-- Records for the task follows --
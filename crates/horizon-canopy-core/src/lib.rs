//! Core systems for Horizon Canopy.
//!
//! This crate provides the infrastructure the store-backed tree model is
//! built on:
//!
//! - **Signal/Slot System**: Type-safe publish/subscribe for change callbacks
//! - **Deferred Queue**: FIFO hand-off between store callbacks and the engine
//! - **Logging**: Tracing target and span names shared across the workspace
//!
//! # Signal/Slot Example
//!
//! ```
//! use horizon_canopy_core::Signal;
//!
//! let item_deleted = Signal::<String>::new();
//!
//! let conn_id = item_deleted.connect(|id| {
//!     println!("Item {} deleted", id);
//! });
//!
//! item_deleted.emit("42".to_string());
//! item_deleted.disconnect(conn_id);
//! ```
//!
//! # Deferred Queue Example
//!
//! ```
//! use horizon_canopy_core::DeferredQueue;
//!
//! let queue = DeferredQueue::new();
//! queue.post("changed");
//! queue.post("deleted");
//!
//! assert_eq!(queue.take_all(), vec!["changed", "deleted"]);
//! ```

pub mod logging;
mod queue;
pub mod signal;

pub use queue::{DeferredQueue, QueuedId};
pub use signal::{ConnectionGuard, ConnectionId, Signal};
//! Tree-shape strategies.
//!
//! A [`TreeShape`] decides how the root is found and how children are
//! fetched. The engine itself is shared by every shape.

use serde_json::Value;

use crate::config::ModelConfig;
use crate::error::{ModelError, ModelResult};
use crate::item::Item;
use crate::store::{Query, QueryOptions, QueryResults, StoreAdapter, StoreFuture};

/// How the root of a tree is obtained.
#[derive(Debug, Clone, PartialEq)]
pub enum RootPolicy {
    /// Run the query once; it must yield exactly one item.
    Query(Query),
    /// Use a locally fabricated root that owns its children list.
    Forest {
        root: Item,
        /// Initial children. `None` means "query on first access".
        children: Option<Vec<Item>>,
    },
}

/// Strategy for root resolution and children fetching.
pub trait TreeShape: Send + Sync {
    /// How the root is obtained.
    fn root_policy(&self, store: &StoreAdapter, config: &ModelConfig) -> RootPolicy;

    /// Starts fetching the children of `parent`.
    ///
    /// Every concrete shape must supply this.
    fn fetch_children(
        &self,
        _store: &StoreAdapter,
        _parent: &Item,
        _options: &QueryOptions,
    ) -> ModelResult<StoreFuture<QueryResults>> {
        Err(ModelError::AbstractMethod("TreeShape::fetch_children"))
    }
}

/// A tree with one store-backed root selected by the configured query.
#[derive(Debug, Clone, Copy, Default)]
pub struct SingleRoot;

impl TreeShape for SingleRoot {
    fn root_policy(&self, _store: &StoreAdapter, config: &ModelConfig) -> RootPolicy {
        RootPolicy::Query(config.query.clone())
    }

    fn fetch_children(
        &self,
        store: &StoreAdapter,
        parent: &Item,
        options: &QueryOptions,
    ) -> ModelResult<StoreFuture<QueryResults>> {
        Ok(store.get_children(parent, options))
    }
}

/// A tree whose top-level items share a fabricated root.
///
/// The configured query selects the root's children.
#[derive(Debug, Clone, Default)]
pub struct Forest {
    children: Option<Vec<Item>>,
}

impl Forest {
    pub fn new() -> Self {
        Self::default()
    }

    /// Seeds the root with `children` instead of querying on first access.
    pub fn with_children(children: Vec<Item>) -> Self {
        Self {
            children: Some(children),
        }
    }
}

impl TreeShape for Forest {
    fn root_policy(&self, store: &StoreAdapter, config: &ModelConfig) -> RootPolicy {
        let label = config.root_label.clone().unwrap_or_else(|| "ROOT".to_string());
        let root = Item::new()
            .with(store.id_property(), config.root_id.clone())
            .with(config.label_attr.clone(), label)
            .with("root", Value::Bool(true));
        RootPolicy::Forest {
            root,
            children: self.children.clone(),
        }
    }

    fn fetch_children(
        &self,
        store: &StoreAdapter,
        parent: &Item,
        options: &QueryOptions,
    ) -> ModelResult<StoreFuture<QueryResults>> {
        Ok(store.get_children(parent, options))
    }
}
-- Records for the task concluded --
All entries shown above should be printed again exactly.

filename crates/horizon-canopy-core/src/lib.rs
//! Core systems for Horizon Canopy.
//!
//! This crate provides the infrastructure the store-backed tree model is
//! built on:
//!
//! - **Signal/Slot System**: Type-safe publish/subscribe for change callbacks
//! - **Deferred Queue**: FIFO hand-off between store callbacks and the engine
//! - **Logging**: Tracing target and span names shared across the workspace
//!
//! # Signal/Slot Example
//!
//! ```
//! use horizon_canopy_core::Signal;
//!
//! let item_deleted = Signal::<String>::new();
//!
//! let conn_id = item_deleted.connect(|id| {
//!     println!("Item {} deleted", id);
//! });
//!
//! item_deleted.emit("42".to_string());
//! item_deleted.disconnect(conn_id);
//! ```
//!
//! # Deferred Queue Example
//!
//! ```
//! use horizon_canopy_core::DeferredQueue;
//!
//! let queue = DeferredQueue::new();
//! queue.post("changed");
//! queue.post("deleted");
//!
//! assert_eq!(queue.take_all(), vec!["changed", "deleted"]);
//! ```

pub mod logging;
mod queue;
pub mod signal;

pub use queue::{DeferredQueue, QueuedId};
pub use signal::{ConnectionGuard, ConnectionId, Signal};
//! Tree-shape strategies.
//!
//! A [`TreeShape`] decides how the root is found and how children are
//! fetched. The engine itself is shared by every shape.

use serde_json::Value;

use crate::config::ModelConfig;
use crate::error::{ModelError, ModelResult};
use crate::item::Item;
use crate::store::{Query, QueryOptions, QueryResults, StoreAdapter, StoreFuture};

/// How the root of a tree is obtained.
#[derive(Debug, Clone, PartialEq)]
pub enum RootPolicy {
    /// Run the query once; it must yield exactly one item.
    Query(Query),
    /// Use a locally fabricated root that owns its children list.
    Forest {
        root: Item,
        /// Initial children. `None` means "query on first access".
        children: Option<Vec<Item>>,
    },
}

/// Strategy for root resolution and children fetching.
pub trait TreeShape: Send + Sync {
    /// How the root is obtained.
    fn root_policy(&self, store: &StoreAdapter, config: &ModelConfig) -> RootPolicy;

    /// Starts fetching the children of `parent`.
    ///
    /// Every concrete shape must supply this.
    fn fetch_children(
        &self,
        _store: &StoreAdapter,
        _parent: &Item,
        _options: &QueryOptions,
    ) -> ModelResult<StoreFuture<QueryResults>> {
        Err(ModelError::AbstractMethod("TreeShape::fetch_children"))
    }
}

/// A tree with one store-backed root selected by the configured query.
#[derive(Debug, Clone, Copy, Default)]
pub struct SingleRoot;

impl TreeShape for SingleRoot {
    fn root_policy(&self, _store: &StoreAdapter, config: &ModelConfig) -> RootPolicy {
        RootPolicy::Query(config.query.clone())
    }

    fn fetch_children(
        &self,
        store: &StoreAdapter,
        parent: &Item,
        options: &QueryOptions,
    ) -> ModelResult<StoreFuture<QueryResults>> {
        Ok(store.get_children(parent, options))
    }
}

/// A tree whose top-level items share a fabricated root.
///
/// The configured query selects the root's children.
#[derive(Debug, Clone, Default)]
pub struct Forest {
    children: Option<Vec<Item>>,
}

impl Forest {
    pub fn new() -> Self {
        Self::default()
    }

    /// Seeds the root with `children` instead of querying on first access.
    pub fn with_children(children: Vec<Item>) -> Self {
        Self {
            children: Some(children),
        }
    }
}

impl TreeShape for Forest {
    fn root_policy(&self, store: &StoreAdapter, config: &ModelConfig) -> RootPolicy {
        let label = config.root_label.clone().unwrap_or_else(|| "ROOT".to_string());
        let root = Item::new()
            .with(store.id_property(), config.root_id.clone())
            .with(config.label_attr.clone(), label)
            .with("root", Value::Bool(true));
        RootPolicy::Forest {
            root,
            children: self.children.clone(),
        }
    }

    fn fetch_children(
        &self,
        store: &StoreAdapter,
        parent: &Item,
        options: &QueryOptions,
    ) -> ModelResult<StoreFuture<QueryResults>> {
        Ok(store.get_children(parent, options))
    }
}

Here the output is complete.